Reports & Whitepapers Social Media

Habit #3 of Highly Digital Brands — Being Data-Driven

January 4, 2013

This is Part III of a week-long series that explores the seven core attributes of successful brands in the Digital Age. Kate Paulin is Group Director of Insights & Planning at 360i.

In the Digital Age, knowledge is power – and there’s a lot of it. Social media is the world’s largest focus group, as consumers are increasingly sharing their opinions publicly all of the time. The challenge for brands is less about how to access or collect this data and more about how to leverage it. Marketers able to effectively sort through this information will find a wealth of knowledge, consumer insights and new opportunities to inform their marketing decisions and build better relationships with their customers.

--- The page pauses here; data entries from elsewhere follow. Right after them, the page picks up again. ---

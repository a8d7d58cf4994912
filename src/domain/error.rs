//! Domain-level error taxonomy.
//!
//! Errors are transport agnostic; the inbound HTTP layer maps them onto
//! status codes. Each error carries a stable machine-readable code, a
//! human-readable message, the ambient trace identifier when one is in
//! scope, and optional structured details for clients.

use serde::{Deserialize, Serialize};
use serde_json::Value;
use utoipa::ToSchema;

use crate::middleware::trace::TraceId;

/// Stable machine-readable error code describing the failure category.
#[derive(Debug, Clone, Copy, PartialEq, Eq, Hash, Serialize, Deserialize, ToSchema)]
#[non_exhaustive]
#[serde(rename_all = "snake_case")]
pub enum ErrorCode {
    /// The request is malformed or fails validation.
    InvalidRequest,
    /// Authentication failed or is missing.
    Unauthorized,
    /// Authenticated but not permitted to perform this action.
    Forbidden,
    /// The requested resource does not exist.
    NotFound,
    /// The request collides with existing state, e.g. a duplicate slug,
    /// email, or review.
    Conflict,
    /// An unexpected error occurred inside the service.
    InternalError,
}

/// Error payload returned by every failing endpoint.
///
/// # Examples
/// ```
/// use tastebook::domain::{Error, ErrorCode};
///
/// let err = Error::not_found("Recipe not found");
/// assert_eq!(err.code(), ErrorCode::NotFound);
/// ```
#[derive(Debug, Clone, PartialEq, Serialize, Deserialize, ToSchema)]
#[serde(rename_all = "camelCase")]
pub struct Error {
    #[schema(example = "invalid_request")]
    code: ErrorCode,
    #[schema(example = "Something went wrong")]
    message: String,
    #[serde(skip_serializing_if = "Option::is_none")]
    trace_id: Option<String>,
    #[serde(skip_serializing_if = "Option::is_none")]
    details: Option<Value>,
}

impl Error {
    /// Create a new error, capturing the ambient trace identifier.
    pub fn new(code: ErrorCode, message: impl Into<String>) -> Self {
        Self {
            code,
            message: message.into(),
            trace_id: TraceId::current().map(|id| id.to_string()),
            details: None,
        }
    }

    /// Stable machine-readable error code.
    pub fn code(&self) -> ErrorCode {
        self.code
    }

    /// Human-readable message.
    pub fn message(&self) -> &str {
        self.message.as_str()
    }

    /// Trace identifier propagated into the response header.
    pub fn trace_id(&self) -> Option<&str> {
        self.trace_id.as_deref()
    }

    /// Supplementary structured details for clients.
    pub fn details(&self) -> Option<&Value> {
        self.details.as_ref()
    }

    /// Attach structured details to the error.
    ///
    /// # Examples
    /// ```
    /// use serde_json::json;
    /// use tastebook::domain::Error;
    ///
    /// let err = Error::invalid_request("bad").with_details(json!({ "field": "name" }));
    /// assert!(err.details().is_some());
    /// ```
    pub fn with_details(mut self, details: Value) -> Self {
        self.details = Some(details);
        self
    }

    /// Convenience constructor for [`ErrorCode::InvalidRequest`].
    pub fn invalid_request(message: impl Into<String>) -> Self {
        Self::new(ErrorCode::InvalidRequest, message)
    }

    /// Convenience constructor for [`ErrorCode::Unauthorized`].
    pub fn unauthorized(message: impl Into<String>) -> Self {
        Self::new(ErrorCode::Unauthorized, message)
    }

    /// Convenience constructor for [`ErrorCode::Forbidden`].
    pub fn forbidden(message: impl Into<String>) -> Self {
        Self::new(ErrorCode::Forbidden, message)
    }

    /// Convenience constructor for [`ErrorCode::NotFound`].
    pub fn not_found(message: impl Into<String>) -> Self {
        Self::new(ErrorCode::NotFound, message)
    }

    /// Convenience constructor for [`ErrorCode::Conflict`].
    pub fn conflict(message: impl Into<String>) -> Self {
        Self::new(ErrorCode::Conflict, message)
    }

    /// Convenience constructor for [`ErrorCode::InternalError`].
    pub fn internal(message: impl Into<String>) -> Self {
        Self::new(ErrorCode::InternalError, message)
    }
}

impl std::fmt::Display for Error {
    fn fmt(&self, f: &mut std::fmt::Formatter<'_>) -> std::fmt::Result {
        write!(f, "{}", self.message)
    }
}

impl std::error::Error for Error {}

#[cfg(test)]
mod tests {
    use super::*;
    use rstest::rstest;
    use serde_json::json;

    #[rstest]
    #[case(Error::invalid_request("bad"), ErrorCode::InvalidRequest)]
    #[case(Error::unauthorized("who"), ErrorCode::Unauthorized)]
    #[case(Error::forbidden("no"), ErrorCode::Forbidden)]
    #[case(Error::not_found("gone"), ErrorCode::NotFound)]
    #[case(Error::conflict("dupe"), ErrorCode::Conflict)]
    #[case(Error::internal("boom"), ErrorCode::InternalError)]
    fn constructors_set_codes(#[case] err: Error, #[case] expected: ErrorCode) {
        assert_eq!(err.code(), expected);
    }

    #[test]
    fn serialises_snake_case_codes_and_camel_case_fields() {
        let err = Error::conflict("duplicate").with_details(json!({ "field": "email" }));
        let value = serde_json::to_value(&err).expect("serialise error");
        assert_eq!(value.get("code").and_then(Value::as_str), Some("conflict"));
        assert_eq!(
            value.get("message").and_then(Value::as_str),
            Some("duplicate")
        );
        assert_eq!(
            value
                .get("details")
                .and_then(|details| details.get("field"))
                .and_then(Value::as_str),
            Some("email")
        );
        // Absent trace id is omitted entirely rather than serialised as null.
        assert!(value.get("traceId").is_none());
    }

    #[test]
    fn round_trips_through_json() {
        let err = Error::not_found("Recipe not found");
        let json = serde_json::to_string(&err).expect("serialise");
        let back: Error = serde_json::from_str(&json).expect("deserialise");
        assert_eq!(back.code(), ErrorCode::NotFound);
        assert_eq!(back.message(), "Recipe not found");
    }
}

What it means to be data-driven

To be data-driven, a brand must always seek an understanding of its consumers’ behaviors, mindsets and motivations at all touch points. Marketers today can identify where their audience is engaging in conversations online and meet them there – listening to them and interacting with them in the spaces they call home.

The result of this could range from optimizing a media campaign based on insights gleaned from advanced analytics to recognizing an untapped demographic talking about your brand. A data-driven insight can even provide the spark to an innovative approach to a larger business challenge.

Why does this matter?

More data is created each day than was created during the entire span of human history up to the year 2000. Consumer insights that were difficult to garner in the past are now at the tips of our fingers, and smart marketers are adjusting their research practices to capitalize on it.

Consumers today expect more from brands than just a high-quality product or service; they expect an experience. The best way to satisfy the demand of consumers and communicate with them in a meaningful way is to harness data to understand their consumer journey and where a brand can fit in.

For example, we recently partnered with a popular juice and bar brand on a social listening initiative aimed at gaining a better understanding of how people viewed its brand and where it had the most opportunity to build upon that connection. Raw data could only hint at general information, so to fill in the gaps, 360i scored social conversations against the Brand CompassSM social listening framework to uncover a much larger story.

The analysis showed that consumers lacked an emotional connection to any brand in the category, revealing a key opportunity for our client to own this untapped space. The brand utilized this core finding to inform its marketing strategy, which focuses on elevating the unique essence and personality of the brand, rather than solely communicating product attributes.

Three keys to being data-driven

1. Develop a tailored social listening program.The Internet is the world’s largest focus group, but the challenge becomes how to mine the information to find succinct, actionable insights that can be used to inform marketing strategy. Marrying quantitative data with human analysis – which provides a strategic lens to the information – is the ideal.Customized research and analytics might manifest as forward-looking trend reports specific to the brand, or daily tactical listening around key conversations and topics. No matter the approach, social listening is a vital part to any brand’s digital health.

2. Adopt a test-and-learn approach for emerging tools. Almost constantly, new platforms emerge to give brands more opportunities to get to know their audiences – often, in a highly cost-effective way. Whether it’s testing a new polling method from Peanut Labs, conducting online ethnographies with GutCheck or turning street interviews into a brand topic video with Snippies, marketers will want to become acquainted with what’s out there. Having a small innovation budget for testing new methodologies will keep your research plans fresh and your brand ahead of the pack.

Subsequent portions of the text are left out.